▽

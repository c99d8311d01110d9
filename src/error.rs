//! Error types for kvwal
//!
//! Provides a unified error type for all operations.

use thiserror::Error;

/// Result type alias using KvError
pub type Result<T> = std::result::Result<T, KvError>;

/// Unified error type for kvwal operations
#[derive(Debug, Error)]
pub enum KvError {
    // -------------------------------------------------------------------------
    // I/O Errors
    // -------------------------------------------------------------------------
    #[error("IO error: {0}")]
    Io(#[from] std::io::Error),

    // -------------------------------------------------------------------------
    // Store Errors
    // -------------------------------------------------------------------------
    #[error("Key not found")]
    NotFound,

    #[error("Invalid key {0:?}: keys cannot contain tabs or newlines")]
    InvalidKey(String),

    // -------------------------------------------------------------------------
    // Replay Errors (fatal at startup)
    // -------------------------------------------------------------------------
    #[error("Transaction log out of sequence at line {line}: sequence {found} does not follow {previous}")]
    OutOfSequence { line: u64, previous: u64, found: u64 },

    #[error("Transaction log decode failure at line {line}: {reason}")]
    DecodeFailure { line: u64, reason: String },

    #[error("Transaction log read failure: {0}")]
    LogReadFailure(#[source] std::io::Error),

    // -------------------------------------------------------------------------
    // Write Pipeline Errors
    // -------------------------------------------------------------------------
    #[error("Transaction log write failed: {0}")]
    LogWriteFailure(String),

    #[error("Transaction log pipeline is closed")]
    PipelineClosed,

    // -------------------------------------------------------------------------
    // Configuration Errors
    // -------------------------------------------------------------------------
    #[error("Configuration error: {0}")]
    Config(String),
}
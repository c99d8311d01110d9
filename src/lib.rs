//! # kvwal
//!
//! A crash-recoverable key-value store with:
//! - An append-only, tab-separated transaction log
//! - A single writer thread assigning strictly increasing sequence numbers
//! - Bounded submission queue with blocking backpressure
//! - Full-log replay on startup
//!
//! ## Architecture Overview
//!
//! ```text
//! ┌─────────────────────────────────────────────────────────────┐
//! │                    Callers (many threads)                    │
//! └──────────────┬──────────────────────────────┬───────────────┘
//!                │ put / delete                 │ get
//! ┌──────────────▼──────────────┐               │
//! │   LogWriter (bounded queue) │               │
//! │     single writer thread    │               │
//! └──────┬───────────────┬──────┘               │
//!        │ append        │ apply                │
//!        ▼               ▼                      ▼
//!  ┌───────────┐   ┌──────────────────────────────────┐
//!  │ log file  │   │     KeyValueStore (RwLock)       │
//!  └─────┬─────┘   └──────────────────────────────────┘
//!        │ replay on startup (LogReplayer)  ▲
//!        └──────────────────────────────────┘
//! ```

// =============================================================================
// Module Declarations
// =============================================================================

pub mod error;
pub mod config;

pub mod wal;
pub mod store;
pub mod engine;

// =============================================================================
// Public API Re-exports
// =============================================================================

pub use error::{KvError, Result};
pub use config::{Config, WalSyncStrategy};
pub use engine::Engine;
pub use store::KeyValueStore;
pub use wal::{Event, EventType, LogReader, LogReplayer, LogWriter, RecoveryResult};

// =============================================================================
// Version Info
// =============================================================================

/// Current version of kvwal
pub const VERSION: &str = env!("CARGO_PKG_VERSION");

△

Your instructions:
Wherever the word "reason" turns up in the records above, copy the line that holds it.

Output for this task:
    #[error("Transaction log decode failure at line {line}: {reason}")]
    DecodeFailure { line: u64, reason: String },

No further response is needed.